Saved entries
= = = = = = =
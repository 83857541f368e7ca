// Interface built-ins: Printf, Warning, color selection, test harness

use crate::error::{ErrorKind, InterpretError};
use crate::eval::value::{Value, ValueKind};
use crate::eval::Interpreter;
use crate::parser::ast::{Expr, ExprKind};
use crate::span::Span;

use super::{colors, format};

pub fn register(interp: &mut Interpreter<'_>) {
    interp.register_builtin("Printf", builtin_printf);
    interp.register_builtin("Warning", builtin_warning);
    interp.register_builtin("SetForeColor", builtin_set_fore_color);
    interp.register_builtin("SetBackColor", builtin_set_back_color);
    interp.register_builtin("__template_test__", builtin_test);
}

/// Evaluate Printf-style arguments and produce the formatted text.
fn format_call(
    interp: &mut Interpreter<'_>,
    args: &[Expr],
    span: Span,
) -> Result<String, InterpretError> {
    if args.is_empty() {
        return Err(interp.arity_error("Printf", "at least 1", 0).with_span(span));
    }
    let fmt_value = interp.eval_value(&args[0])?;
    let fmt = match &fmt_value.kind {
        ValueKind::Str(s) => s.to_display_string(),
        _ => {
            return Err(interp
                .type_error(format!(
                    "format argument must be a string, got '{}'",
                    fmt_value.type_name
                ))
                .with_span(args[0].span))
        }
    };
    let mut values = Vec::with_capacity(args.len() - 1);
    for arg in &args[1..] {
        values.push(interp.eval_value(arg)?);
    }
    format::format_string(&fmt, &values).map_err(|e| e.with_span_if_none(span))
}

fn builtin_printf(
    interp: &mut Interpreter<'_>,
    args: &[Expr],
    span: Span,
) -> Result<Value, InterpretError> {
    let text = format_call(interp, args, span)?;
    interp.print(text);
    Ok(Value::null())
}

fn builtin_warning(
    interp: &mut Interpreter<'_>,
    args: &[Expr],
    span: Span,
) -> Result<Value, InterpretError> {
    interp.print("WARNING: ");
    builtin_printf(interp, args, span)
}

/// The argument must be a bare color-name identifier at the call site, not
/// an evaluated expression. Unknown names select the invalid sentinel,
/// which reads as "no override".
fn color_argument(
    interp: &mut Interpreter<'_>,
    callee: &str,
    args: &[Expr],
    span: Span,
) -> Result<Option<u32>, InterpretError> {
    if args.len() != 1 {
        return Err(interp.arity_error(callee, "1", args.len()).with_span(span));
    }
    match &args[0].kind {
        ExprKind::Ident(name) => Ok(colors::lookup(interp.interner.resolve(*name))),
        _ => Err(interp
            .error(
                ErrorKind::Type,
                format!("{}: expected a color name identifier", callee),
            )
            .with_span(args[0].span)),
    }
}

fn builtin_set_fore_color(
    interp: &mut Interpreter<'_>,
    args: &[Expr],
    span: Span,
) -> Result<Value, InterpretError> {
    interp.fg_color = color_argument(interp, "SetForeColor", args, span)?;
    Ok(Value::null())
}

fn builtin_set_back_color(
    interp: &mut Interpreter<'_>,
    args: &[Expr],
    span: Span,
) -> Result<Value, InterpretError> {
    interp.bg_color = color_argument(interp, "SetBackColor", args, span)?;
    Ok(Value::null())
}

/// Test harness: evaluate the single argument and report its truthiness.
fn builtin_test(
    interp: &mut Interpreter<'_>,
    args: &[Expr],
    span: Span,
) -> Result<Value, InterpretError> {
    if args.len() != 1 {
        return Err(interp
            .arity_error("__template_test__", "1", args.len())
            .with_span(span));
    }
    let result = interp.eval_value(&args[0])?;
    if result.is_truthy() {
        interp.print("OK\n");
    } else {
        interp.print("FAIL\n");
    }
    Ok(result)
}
= = = = = = =
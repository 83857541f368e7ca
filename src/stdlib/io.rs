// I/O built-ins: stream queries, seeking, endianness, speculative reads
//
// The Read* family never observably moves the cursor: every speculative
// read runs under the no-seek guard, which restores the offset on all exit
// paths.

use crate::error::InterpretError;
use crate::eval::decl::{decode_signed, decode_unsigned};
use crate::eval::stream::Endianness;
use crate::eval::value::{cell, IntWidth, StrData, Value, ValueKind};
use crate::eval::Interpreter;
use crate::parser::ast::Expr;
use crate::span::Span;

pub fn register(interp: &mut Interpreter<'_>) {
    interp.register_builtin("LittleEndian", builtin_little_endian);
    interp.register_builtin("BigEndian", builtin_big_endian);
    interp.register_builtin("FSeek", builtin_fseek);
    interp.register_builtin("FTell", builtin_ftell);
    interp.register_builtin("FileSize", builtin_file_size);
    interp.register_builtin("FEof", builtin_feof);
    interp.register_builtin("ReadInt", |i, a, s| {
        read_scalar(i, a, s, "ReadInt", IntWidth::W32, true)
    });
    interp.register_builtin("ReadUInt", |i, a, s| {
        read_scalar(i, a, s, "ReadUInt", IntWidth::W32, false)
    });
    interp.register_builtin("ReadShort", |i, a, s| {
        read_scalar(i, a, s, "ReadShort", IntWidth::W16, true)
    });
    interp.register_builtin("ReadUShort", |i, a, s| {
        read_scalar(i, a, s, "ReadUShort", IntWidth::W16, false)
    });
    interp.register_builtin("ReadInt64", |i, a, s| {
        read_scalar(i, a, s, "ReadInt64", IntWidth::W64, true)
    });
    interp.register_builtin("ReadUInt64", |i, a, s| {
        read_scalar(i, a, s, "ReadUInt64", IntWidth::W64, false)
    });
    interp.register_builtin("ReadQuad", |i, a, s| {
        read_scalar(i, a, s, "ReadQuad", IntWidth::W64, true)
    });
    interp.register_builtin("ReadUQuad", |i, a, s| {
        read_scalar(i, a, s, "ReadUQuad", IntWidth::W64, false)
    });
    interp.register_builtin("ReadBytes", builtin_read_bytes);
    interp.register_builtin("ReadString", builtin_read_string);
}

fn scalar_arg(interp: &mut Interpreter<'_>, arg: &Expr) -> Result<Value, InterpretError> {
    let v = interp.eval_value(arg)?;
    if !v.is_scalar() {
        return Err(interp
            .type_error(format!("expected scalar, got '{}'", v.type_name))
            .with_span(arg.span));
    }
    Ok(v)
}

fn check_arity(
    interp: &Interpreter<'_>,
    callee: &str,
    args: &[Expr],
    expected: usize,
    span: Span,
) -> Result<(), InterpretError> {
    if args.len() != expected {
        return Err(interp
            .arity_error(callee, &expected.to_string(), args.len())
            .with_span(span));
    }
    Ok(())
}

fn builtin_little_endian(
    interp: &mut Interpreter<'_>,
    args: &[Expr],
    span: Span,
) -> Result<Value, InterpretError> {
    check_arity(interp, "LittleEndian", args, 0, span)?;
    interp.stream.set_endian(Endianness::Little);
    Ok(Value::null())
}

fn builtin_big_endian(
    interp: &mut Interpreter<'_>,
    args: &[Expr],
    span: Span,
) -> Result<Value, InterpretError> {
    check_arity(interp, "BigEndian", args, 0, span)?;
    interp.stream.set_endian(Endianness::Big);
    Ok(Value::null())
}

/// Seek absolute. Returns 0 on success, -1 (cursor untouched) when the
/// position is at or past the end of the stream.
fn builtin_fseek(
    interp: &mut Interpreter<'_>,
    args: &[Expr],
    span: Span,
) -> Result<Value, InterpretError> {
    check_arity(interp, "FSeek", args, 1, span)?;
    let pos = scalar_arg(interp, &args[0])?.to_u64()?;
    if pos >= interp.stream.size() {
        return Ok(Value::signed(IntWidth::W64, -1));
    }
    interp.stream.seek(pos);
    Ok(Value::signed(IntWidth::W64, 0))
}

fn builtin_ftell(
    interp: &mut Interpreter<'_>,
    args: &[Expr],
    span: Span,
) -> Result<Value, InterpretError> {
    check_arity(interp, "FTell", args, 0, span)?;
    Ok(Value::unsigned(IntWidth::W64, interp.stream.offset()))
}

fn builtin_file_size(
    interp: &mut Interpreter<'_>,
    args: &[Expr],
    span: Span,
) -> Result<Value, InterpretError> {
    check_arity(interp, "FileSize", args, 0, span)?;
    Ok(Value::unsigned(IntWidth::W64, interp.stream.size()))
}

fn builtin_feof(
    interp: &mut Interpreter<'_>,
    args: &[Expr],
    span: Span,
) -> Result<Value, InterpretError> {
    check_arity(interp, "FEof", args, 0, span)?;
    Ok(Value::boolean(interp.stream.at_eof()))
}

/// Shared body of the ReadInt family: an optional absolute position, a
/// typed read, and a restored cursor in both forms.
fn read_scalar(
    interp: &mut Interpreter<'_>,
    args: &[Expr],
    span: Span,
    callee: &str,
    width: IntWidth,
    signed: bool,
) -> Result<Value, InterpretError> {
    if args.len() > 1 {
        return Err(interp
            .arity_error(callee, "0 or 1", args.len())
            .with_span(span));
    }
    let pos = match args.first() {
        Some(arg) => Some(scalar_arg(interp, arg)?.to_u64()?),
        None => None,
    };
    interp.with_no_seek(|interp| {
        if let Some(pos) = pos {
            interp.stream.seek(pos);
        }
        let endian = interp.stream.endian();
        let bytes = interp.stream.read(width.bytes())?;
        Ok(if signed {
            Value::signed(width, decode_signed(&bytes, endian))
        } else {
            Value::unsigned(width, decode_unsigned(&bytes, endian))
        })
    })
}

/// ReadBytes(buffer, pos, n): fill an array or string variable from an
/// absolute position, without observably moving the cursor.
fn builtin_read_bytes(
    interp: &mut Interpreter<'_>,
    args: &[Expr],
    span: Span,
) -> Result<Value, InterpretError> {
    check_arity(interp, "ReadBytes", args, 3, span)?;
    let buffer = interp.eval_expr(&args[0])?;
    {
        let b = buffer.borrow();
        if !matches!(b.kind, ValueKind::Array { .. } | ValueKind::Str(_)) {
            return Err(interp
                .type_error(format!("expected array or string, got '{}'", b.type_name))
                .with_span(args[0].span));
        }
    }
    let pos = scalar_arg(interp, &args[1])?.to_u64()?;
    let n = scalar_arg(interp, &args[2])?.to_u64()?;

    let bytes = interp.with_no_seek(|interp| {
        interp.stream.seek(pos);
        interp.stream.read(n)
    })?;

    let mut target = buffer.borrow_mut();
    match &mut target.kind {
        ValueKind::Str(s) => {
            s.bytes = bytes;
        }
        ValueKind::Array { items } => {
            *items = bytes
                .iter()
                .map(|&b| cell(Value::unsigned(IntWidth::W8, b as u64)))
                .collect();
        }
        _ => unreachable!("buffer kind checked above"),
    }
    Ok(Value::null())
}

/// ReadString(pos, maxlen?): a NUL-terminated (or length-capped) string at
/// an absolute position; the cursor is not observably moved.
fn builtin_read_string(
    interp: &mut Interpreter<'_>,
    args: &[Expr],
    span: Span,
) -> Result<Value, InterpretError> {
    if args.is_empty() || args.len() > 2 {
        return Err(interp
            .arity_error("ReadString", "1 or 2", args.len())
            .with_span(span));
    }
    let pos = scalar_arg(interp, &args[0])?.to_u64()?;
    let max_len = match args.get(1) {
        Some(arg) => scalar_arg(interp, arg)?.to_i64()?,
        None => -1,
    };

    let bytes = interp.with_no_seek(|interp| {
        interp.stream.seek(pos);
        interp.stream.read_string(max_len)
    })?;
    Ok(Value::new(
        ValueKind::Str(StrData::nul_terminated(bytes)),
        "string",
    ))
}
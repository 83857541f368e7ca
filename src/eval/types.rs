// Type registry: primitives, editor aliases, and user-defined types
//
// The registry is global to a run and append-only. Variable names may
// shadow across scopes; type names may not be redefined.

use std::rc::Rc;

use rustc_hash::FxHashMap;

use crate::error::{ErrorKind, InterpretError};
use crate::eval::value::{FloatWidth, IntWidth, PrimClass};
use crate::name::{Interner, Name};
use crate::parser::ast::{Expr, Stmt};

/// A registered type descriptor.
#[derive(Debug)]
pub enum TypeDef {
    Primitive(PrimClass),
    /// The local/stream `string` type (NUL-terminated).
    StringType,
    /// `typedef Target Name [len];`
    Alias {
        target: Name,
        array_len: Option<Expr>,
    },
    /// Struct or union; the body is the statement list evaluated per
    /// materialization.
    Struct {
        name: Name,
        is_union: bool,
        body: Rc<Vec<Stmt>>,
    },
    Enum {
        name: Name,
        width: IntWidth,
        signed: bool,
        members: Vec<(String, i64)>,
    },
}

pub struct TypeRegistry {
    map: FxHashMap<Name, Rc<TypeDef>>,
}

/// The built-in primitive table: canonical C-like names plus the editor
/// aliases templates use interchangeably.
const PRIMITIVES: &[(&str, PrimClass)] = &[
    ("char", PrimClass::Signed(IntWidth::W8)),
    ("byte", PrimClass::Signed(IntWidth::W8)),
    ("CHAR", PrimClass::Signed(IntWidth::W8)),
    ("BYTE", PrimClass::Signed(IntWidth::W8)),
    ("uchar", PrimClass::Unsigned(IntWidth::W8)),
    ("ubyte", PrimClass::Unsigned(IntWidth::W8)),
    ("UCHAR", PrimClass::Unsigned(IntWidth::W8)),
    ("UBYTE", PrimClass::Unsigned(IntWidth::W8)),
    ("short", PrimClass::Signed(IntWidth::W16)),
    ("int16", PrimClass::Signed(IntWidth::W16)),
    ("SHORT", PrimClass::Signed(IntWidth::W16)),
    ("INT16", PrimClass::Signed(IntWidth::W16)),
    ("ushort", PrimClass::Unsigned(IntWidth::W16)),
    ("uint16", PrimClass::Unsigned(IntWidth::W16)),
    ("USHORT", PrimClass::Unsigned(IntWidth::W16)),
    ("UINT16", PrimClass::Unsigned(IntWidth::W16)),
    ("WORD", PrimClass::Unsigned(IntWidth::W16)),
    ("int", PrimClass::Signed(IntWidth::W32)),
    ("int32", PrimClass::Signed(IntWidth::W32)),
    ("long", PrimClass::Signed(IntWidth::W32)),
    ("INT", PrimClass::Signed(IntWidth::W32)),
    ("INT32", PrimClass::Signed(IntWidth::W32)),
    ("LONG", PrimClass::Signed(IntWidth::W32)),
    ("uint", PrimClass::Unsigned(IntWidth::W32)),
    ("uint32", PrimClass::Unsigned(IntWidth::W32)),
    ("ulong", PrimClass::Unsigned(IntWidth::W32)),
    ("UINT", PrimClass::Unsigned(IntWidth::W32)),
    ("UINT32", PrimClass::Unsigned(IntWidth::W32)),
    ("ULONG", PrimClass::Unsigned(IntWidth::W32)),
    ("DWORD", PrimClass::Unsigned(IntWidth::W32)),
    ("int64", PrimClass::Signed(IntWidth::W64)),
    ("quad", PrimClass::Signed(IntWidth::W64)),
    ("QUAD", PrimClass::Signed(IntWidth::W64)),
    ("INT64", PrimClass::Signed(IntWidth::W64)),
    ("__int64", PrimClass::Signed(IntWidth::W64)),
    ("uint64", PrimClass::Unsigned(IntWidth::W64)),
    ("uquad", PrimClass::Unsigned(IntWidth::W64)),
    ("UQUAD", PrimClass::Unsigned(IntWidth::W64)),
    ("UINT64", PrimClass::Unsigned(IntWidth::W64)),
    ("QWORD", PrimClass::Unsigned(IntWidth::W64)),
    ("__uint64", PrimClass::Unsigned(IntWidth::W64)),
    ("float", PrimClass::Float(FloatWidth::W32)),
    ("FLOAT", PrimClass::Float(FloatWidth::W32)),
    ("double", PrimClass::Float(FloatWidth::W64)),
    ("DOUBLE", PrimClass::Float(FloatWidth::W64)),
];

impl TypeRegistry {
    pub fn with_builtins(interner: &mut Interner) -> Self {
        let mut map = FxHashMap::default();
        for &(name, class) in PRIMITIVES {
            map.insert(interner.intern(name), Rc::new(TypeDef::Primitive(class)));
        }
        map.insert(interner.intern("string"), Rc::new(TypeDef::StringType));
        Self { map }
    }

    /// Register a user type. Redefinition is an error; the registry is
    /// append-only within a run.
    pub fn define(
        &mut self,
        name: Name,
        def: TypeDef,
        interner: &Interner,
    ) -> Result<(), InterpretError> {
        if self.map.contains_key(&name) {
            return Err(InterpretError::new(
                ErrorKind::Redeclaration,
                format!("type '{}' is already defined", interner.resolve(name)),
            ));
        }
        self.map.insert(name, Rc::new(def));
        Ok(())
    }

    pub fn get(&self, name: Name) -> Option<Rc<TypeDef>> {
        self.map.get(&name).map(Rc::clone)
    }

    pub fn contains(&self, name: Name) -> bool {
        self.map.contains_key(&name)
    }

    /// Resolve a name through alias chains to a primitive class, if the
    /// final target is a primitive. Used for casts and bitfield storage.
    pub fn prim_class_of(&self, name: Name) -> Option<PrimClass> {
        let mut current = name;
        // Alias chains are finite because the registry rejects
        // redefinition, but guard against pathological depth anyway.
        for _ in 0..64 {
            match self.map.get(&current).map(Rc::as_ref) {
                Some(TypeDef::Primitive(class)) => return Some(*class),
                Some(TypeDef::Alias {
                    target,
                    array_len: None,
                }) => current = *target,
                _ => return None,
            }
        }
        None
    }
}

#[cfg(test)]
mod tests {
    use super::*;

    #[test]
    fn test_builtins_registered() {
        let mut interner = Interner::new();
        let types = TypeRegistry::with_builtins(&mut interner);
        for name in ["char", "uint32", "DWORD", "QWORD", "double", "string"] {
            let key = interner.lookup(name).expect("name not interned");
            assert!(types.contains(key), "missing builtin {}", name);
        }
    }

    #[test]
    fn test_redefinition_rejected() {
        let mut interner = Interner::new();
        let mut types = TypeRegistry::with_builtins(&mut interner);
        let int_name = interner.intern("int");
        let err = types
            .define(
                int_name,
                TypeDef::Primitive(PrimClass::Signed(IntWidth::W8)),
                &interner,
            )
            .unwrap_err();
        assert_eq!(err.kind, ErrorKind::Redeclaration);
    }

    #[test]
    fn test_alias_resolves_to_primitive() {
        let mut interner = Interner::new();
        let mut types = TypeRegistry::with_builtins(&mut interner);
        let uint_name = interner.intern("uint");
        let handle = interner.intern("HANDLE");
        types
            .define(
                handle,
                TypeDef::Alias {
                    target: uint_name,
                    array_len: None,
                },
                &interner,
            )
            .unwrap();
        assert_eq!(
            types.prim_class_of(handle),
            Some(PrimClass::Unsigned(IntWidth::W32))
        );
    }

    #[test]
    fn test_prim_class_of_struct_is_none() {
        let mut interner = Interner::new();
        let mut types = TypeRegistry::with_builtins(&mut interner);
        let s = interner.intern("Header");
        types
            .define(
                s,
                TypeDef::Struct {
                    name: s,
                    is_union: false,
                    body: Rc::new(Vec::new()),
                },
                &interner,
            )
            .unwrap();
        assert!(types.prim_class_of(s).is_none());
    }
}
= = = = = = =
Where a line of the entries contains the word "aliases", count it, then state the total and nothing else.

▶ TASK RESULT:
2